At this stop, Deev's division unloaded from the echelon and moved on on horse-drawn traction. In Kuznetsov's platoon, the horses were driven by sleds Rubin and Sergunenkov. At sunset we made a short rest. Kuznetsov guessed that Stalingrad remained somewhere behind his back, but did not know that their division was moving "towards the German tank divisions that had launched an offensive in order to unblock Paulus's army of many thousands surrounded in the Stalingrad region."

The kitchens fell behind and got lost somewhere in the rear. People were hungry and instead of water they were collecting trampled, dirty snow from the roadside. Kuznetsov talked about this with Drozdovsky, but he sharply besieged him, saying that it was at the school that they were on an equal footing, and now he is the commander. "Every word of Drozdovsky<…>raised in Kuznetsovo such unconquerable, dull resistance, as if what Drozdovsky did, spoke, ordered him to were a stubborn and calculated attempt to remind him of his power, to humiliate him. " The army moved on, in every way scolding the elders who had disappeared somewhere.

While Manstein's tank divisions began to break through to the grouping of Colonel-General Paulus surrounded by our troops, the newly formed army, which included Deev's division, was thrown south on Stalin's orders to meet the German strike group Goth.

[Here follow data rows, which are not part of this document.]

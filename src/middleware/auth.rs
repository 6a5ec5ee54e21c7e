use axum::{
    extract::{Request, State},
    http::HeaderMap,
    middleware::Next,
    response::Response,
};
use axum_extra::extract::cookie::CookieJar;

use crate::auth::{session::TOKEN_COOKIE, validate_jwt};
use crate::database::models::{Role, User};
use crate::error::ApiError;
use crate::state::AppState;

pub const LOGIN_FIRST: &str = "Login first to access this resource";

/// User resolved from the request token, inserted into request extensions
#[derive(Clone, Debug)]
pub struct AuthUser(pub User);

/// Resolves the bearer token (or the `token` cookie) to a user and attaches it
/// to the request.
pub async fn jwt_auth_middleware(
    State(state): State<AppState>,
    jar: CookieJar,
    mut request: Request,
    next: Next,
) -> Result<Response, ApiError> {
    let token = extract_token(request.headers(), &jar).ok_or_else(|| ApiError::unauthorized(LOGIN_FIRST))?;

    let claims = validate_jwt(&token)?;
    let user = state
        .users
        .find_by_id(claims.sub)
        .await?
        .ok_or_else(|| ApiError::unauthorized("No authorization, token failed"))?;

    request.extensions_mut().insert(AuthUser(user));
    Ok(next.run(request).await)
}

/// Role gate for a route group; must run inside [`jwt_auth_middleware`].
pub async fn authorize_roles(
    State(roles): State<&'static [Role]>,
    request: Request,
    next: Next,
) -> Result<Response, ApiError> {
    let AuthUser(user) = request
        .extensions()
        .get::<AuthUser>()
        .ok_or_else(|| ApiError::unauthorized(LOGIN_FIRST))?;
    authorize(user, roles)?;
    Ok(next.run(request).await)
}

pub fn authorize(user: &User, roles: &[Role]) -> Result<(), ApiError> {
    if roles.contains(&user.role) {
        Ok(())
    } else {
        Err(ApiError::forbidden(format!(
            "Role: {} is not authorized to access this route",
            user.role
        )))
    }
}

/// Bearer header first, then the session cookie
fn extract_token(headers: &HeaderMap, jar: &CookieJar) -> Option<String> {
    let bearer = headers
        .get(axum::http::header::AUTHORIZATION)
        .and_then(|v| v.to_str().ok())
        .and_then(|v| v.strip_prefix("Bearer "))
        .map(str::trim)
        .filter(|t| !t.is_empty());
    if let Some(token) = bearer {
        return Some(token.to_string());
    }

    jar.get(TOKEN_COOKIE)
        .map(|c| c.value().trim())
        .filter(|t| !t.is_empty() && *t != "none")
        .map(str::to_string)
}

#[cfg(test)]
mod tests {
    use super::*;
    use axum::http::HeaderValue;
    use axum_extra::extract::cookie::Cookie;
    use chrono::Utc;
    use uuid::Uuid;

    fn user(role: Role) -> User {
        let now = Utc::now();
        User {
            id: Uuid::new_v4(),
            name: "Ada".into(),
            email: "ada@example.com".into(),
            role,
            password_hash: String::new(),
            reset_password_token: None,
            reset_password_expire: None,
            created_at: now,
            updated_at: now,
            version: 1,
        }
    }

    #[test]
    fn bearer_header_wins_over_cookie() {
        let mut headers = HeaderMap::new();
        headers.insert("authorization", HeaderValue::from_static("Bearer from-header"));
        let jar = CookieJar::new().add(Cookie::new(TOKEN_COOKIE, "from-cookie"));
        assert_eq!(extract_token(&headers, &jar).as_deref(), Some("from-header"));
    }

    #[test]
    fn falls_back_to_cookie() {
        let jar = CookieJar::new().add(Cookie::new(TOKEN_COOKIE, "from-cookie"));
        assert_eq!(extract_token(&HeaderMap::new(), &jar).as_deref(), Some("from-cookie"));
    }

    #[test]
    fn blank_or_malformed_tokens_are_missing() {
        let mut headers = HeaderMap::new();
        headers.insert("authorization", HeaderValue::from_static("Basic abc"));
        assert!(extract_token(&headers, &CookieJar::new()).is_none());

        headers.insert("authorization", HeaderValue::from_static("Bearer   "));
        let jar = CookieJar::new().add(Cookie::new(TOKEN_COOKIE, "none"));
        assert!(extract_token(&headers, &jar).is_none());
    }

    #[test]
    fn role_gate_names_the_rejected_role() {
        assert!(authorize(&user(Role::Employer), &[Role::Employer, Role::Admin]).is_ok());

        let err = authorize(&user(Role::User), &[Role::Employer, Role::Admin]).unwrap_err();
        assert_eq!(err.status_code(), 403);
        assert_eq!(err.message(), "Role: user is not authorized to access this route");
    }
}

This new army was commanded by General Pyotr Aleksandrovich Bessonov, a middle-aged introverted man. “He didn’t want to please everyone, didn’t want to seem pleasant for everyone to talk to. Such a petty game with the aim of winning sympathy has always sickened him. "

Recently, it seemed to the general that "the whole life of his son passed monstrously imperceptibly, slipped past him." All his life, moving from one military unit to another, Bessonov thought that he would still have time to rewrite his life completely, but in a hospital near Moscow he “for the first time had the thought that his life, the life of a military man, could probably only be in a single version, which he himself chose once and for all. " It was there that his last meeting with his son Victor, a freshly baked junior lieutenant in the infantry, took place. Bessonov's wife, Olga, asked him to take his son with him, but Victor refused, and Bessonov did not insist. Now he was tormented by the knowledge that he could save his only son, but he did not. "He felt more and more sharply that the fate of his son was becoming his father's cross."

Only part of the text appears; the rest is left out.